START Material to process
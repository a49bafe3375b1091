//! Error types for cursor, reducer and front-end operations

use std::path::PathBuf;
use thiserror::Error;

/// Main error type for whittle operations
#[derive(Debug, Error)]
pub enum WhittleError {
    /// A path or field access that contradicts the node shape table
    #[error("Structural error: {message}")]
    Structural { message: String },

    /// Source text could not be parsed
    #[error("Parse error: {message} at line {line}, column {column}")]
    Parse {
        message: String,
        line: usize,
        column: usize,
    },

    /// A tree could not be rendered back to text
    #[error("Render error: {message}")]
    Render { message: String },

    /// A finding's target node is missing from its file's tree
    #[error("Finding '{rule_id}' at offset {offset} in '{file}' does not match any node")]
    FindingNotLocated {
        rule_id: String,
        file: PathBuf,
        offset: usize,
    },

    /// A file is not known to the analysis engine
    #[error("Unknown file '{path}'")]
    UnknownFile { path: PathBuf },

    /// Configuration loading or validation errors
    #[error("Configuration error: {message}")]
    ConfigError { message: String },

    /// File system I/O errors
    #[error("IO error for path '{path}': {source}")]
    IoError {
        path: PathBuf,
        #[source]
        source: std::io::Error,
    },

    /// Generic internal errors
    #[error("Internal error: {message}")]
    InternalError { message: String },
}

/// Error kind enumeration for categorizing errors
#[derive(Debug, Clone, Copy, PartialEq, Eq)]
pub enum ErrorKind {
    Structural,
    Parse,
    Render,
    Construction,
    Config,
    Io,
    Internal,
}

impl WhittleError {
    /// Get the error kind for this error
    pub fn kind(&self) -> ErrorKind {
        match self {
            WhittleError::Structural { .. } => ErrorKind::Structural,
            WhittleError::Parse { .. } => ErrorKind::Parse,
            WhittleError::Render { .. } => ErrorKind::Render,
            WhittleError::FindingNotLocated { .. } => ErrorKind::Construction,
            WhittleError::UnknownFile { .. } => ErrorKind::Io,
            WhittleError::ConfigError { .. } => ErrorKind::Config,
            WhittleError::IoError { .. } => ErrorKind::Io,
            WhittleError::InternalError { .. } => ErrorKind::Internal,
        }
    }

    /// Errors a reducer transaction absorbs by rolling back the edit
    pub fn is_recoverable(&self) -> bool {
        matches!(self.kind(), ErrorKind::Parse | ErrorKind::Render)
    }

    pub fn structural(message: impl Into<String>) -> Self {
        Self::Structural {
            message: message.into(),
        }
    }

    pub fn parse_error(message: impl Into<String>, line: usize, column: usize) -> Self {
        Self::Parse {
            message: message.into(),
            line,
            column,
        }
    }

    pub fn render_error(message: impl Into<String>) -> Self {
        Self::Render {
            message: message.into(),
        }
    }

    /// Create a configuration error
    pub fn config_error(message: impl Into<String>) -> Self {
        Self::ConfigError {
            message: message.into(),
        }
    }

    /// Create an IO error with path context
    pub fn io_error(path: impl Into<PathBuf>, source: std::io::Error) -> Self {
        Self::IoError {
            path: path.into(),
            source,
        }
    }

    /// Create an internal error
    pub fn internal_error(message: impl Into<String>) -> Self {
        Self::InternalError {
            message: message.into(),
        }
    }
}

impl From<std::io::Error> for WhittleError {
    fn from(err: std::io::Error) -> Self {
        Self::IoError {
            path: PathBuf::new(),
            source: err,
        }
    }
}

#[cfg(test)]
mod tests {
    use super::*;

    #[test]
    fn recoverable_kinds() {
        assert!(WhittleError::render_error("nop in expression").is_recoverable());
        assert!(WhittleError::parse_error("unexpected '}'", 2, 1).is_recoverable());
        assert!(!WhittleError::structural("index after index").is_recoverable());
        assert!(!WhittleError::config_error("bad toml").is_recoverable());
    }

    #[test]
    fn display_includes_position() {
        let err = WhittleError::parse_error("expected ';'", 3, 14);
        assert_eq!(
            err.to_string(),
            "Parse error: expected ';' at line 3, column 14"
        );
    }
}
END Material to process
START Material to process
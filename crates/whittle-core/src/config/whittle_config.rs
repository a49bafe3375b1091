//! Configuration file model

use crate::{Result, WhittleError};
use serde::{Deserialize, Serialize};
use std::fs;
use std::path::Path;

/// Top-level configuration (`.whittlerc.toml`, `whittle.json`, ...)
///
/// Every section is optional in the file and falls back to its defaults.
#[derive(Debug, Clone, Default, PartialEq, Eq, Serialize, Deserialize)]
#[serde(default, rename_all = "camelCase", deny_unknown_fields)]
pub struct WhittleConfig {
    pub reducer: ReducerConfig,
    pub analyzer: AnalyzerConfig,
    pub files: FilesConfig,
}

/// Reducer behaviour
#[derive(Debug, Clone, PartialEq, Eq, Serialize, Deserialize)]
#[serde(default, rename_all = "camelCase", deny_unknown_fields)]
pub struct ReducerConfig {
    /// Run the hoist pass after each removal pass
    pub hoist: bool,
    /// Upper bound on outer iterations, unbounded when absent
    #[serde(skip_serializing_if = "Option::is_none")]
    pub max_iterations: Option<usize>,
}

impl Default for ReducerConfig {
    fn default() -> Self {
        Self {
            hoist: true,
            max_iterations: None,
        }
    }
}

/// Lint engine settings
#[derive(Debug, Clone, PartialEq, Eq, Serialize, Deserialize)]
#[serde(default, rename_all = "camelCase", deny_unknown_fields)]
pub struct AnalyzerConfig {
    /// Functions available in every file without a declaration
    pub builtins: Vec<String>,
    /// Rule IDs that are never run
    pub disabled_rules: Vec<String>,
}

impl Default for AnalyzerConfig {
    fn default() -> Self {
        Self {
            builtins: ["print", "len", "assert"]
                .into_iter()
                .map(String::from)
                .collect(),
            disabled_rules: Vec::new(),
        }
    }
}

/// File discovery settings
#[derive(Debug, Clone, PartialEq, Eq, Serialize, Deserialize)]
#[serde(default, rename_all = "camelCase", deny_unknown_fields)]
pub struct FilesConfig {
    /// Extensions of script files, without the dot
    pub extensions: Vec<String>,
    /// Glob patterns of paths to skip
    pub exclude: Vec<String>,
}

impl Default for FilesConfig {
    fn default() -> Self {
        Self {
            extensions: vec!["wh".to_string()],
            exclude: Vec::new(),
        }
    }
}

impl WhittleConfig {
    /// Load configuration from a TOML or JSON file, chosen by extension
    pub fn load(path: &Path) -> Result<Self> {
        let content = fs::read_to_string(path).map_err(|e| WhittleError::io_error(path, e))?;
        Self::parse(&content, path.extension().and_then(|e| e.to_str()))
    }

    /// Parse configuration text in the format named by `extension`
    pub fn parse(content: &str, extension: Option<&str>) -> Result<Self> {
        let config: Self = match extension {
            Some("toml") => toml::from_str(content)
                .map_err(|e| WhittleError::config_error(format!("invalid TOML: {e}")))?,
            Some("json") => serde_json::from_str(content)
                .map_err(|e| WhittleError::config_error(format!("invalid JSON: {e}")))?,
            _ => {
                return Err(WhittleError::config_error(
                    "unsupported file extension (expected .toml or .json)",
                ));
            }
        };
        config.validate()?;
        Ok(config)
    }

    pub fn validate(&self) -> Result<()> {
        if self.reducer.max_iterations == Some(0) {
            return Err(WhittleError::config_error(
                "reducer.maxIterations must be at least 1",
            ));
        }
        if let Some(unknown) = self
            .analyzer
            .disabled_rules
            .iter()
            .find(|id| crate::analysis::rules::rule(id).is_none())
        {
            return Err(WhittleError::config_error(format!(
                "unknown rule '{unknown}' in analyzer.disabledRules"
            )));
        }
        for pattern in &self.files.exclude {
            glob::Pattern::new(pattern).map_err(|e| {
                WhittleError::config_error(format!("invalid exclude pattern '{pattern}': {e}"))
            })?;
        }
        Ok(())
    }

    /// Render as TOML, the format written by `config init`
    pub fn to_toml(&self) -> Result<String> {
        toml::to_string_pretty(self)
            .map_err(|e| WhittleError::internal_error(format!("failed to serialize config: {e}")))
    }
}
END Material to process
START Material to process
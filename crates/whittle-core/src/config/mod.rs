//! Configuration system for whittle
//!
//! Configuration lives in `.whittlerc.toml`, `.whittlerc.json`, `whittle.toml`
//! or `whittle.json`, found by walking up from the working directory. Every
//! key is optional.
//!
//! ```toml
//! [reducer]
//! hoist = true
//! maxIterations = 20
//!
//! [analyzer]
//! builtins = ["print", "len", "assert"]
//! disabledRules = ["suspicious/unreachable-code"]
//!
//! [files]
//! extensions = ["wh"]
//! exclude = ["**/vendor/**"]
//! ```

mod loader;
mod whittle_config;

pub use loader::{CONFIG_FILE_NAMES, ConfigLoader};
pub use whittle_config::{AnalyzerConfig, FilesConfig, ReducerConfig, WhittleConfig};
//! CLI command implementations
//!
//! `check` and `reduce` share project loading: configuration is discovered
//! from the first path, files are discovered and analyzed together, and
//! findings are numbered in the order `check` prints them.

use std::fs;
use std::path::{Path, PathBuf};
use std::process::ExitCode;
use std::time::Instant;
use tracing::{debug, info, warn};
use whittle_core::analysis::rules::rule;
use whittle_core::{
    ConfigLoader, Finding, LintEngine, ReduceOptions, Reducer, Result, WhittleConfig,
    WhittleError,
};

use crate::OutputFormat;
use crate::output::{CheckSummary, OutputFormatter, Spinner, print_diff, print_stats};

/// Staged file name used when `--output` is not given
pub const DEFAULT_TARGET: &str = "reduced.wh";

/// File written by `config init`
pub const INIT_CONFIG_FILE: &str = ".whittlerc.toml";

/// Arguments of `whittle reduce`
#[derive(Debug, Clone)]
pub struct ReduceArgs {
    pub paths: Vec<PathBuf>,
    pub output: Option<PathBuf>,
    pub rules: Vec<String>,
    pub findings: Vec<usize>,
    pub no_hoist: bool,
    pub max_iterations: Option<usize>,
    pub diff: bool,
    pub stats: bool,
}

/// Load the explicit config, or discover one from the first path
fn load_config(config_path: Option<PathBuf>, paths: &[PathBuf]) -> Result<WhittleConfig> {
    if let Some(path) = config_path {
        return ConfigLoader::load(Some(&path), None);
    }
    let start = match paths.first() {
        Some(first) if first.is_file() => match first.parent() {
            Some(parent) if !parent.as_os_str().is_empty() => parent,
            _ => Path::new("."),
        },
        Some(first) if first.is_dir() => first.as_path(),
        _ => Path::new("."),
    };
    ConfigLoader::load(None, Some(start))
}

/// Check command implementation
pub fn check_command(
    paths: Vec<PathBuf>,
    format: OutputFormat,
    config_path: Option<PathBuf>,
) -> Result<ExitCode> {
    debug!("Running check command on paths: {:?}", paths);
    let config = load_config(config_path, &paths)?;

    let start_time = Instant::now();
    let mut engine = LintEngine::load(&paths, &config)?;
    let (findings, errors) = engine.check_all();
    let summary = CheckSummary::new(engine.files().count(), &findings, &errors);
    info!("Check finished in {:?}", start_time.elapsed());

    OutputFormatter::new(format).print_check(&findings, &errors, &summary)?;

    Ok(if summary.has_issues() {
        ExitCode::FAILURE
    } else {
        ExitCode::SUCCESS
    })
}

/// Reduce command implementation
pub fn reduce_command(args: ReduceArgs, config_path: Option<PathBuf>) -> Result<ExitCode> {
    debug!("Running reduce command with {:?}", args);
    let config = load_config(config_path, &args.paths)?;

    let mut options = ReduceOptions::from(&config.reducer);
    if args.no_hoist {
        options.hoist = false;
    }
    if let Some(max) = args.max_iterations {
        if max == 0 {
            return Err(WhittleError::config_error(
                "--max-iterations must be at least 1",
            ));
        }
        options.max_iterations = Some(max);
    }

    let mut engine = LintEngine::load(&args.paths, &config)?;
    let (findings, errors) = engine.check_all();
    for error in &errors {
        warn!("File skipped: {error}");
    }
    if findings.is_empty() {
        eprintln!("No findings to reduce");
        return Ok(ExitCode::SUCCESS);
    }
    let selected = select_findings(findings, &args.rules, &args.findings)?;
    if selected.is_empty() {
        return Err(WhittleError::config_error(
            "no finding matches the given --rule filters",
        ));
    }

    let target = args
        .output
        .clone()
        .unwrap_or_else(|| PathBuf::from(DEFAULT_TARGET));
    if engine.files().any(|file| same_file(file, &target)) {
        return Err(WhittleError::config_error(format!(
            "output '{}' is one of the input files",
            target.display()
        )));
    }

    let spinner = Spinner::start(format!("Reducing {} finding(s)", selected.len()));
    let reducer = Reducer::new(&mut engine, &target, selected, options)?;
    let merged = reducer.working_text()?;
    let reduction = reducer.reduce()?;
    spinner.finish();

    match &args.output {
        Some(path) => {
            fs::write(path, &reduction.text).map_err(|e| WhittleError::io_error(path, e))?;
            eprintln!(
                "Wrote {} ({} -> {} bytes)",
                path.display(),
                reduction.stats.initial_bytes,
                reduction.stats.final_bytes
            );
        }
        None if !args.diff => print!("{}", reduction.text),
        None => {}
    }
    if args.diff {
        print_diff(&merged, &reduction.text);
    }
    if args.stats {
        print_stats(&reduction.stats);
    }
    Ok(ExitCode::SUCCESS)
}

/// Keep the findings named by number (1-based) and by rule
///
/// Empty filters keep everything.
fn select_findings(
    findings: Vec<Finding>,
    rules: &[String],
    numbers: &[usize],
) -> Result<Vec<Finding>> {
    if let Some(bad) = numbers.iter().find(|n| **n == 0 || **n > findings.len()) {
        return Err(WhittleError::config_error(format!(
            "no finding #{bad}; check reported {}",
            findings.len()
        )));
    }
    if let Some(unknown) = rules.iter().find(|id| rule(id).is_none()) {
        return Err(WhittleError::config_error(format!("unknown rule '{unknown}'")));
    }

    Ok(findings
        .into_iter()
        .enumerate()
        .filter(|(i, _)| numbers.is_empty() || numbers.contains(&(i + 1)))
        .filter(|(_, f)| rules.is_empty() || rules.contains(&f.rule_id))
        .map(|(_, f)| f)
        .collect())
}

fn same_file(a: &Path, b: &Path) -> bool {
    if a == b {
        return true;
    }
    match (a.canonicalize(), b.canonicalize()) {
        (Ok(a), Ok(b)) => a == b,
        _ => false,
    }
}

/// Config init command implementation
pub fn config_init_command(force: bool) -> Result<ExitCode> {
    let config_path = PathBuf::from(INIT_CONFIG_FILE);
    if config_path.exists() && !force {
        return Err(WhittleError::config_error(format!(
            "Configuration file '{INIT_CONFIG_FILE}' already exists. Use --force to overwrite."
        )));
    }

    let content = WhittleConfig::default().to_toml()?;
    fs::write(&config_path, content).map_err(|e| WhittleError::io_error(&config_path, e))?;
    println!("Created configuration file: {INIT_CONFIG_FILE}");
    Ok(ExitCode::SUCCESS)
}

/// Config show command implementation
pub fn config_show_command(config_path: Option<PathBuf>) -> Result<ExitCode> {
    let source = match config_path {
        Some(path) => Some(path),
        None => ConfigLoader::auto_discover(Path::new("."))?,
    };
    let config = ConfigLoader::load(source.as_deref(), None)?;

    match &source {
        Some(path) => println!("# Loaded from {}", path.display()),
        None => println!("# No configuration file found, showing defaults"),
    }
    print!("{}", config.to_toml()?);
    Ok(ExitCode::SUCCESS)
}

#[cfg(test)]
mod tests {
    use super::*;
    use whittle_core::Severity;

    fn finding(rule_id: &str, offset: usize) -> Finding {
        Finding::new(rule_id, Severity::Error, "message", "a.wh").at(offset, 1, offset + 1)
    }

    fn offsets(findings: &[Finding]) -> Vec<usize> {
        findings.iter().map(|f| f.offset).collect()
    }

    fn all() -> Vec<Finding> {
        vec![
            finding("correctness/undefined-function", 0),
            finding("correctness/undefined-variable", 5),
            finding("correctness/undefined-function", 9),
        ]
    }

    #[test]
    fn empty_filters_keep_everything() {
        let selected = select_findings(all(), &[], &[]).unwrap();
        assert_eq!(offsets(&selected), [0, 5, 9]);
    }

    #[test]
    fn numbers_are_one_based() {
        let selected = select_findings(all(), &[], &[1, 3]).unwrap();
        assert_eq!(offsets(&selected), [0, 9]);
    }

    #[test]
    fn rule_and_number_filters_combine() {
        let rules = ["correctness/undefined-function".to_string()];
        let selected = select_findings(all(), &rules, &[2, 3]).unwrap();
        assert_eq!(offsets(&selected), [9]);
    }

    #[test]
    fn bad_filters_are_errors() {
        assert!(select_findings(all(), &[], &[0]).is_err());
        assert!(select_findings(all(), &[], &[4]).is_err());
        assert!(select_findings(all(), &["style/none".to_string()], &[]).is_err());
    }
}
END Material to process
Lines holding the word "column" are the answer; copy each one from the records above.

    #[error("Parse error: {message} at line {line}, column {column}")]
        column: usize,
    pub fn parse_error(message: impl Into<String>, line: usize, column: usize) -> Self {
            column,
            "Parse error: expected ';' at line 3, column 14"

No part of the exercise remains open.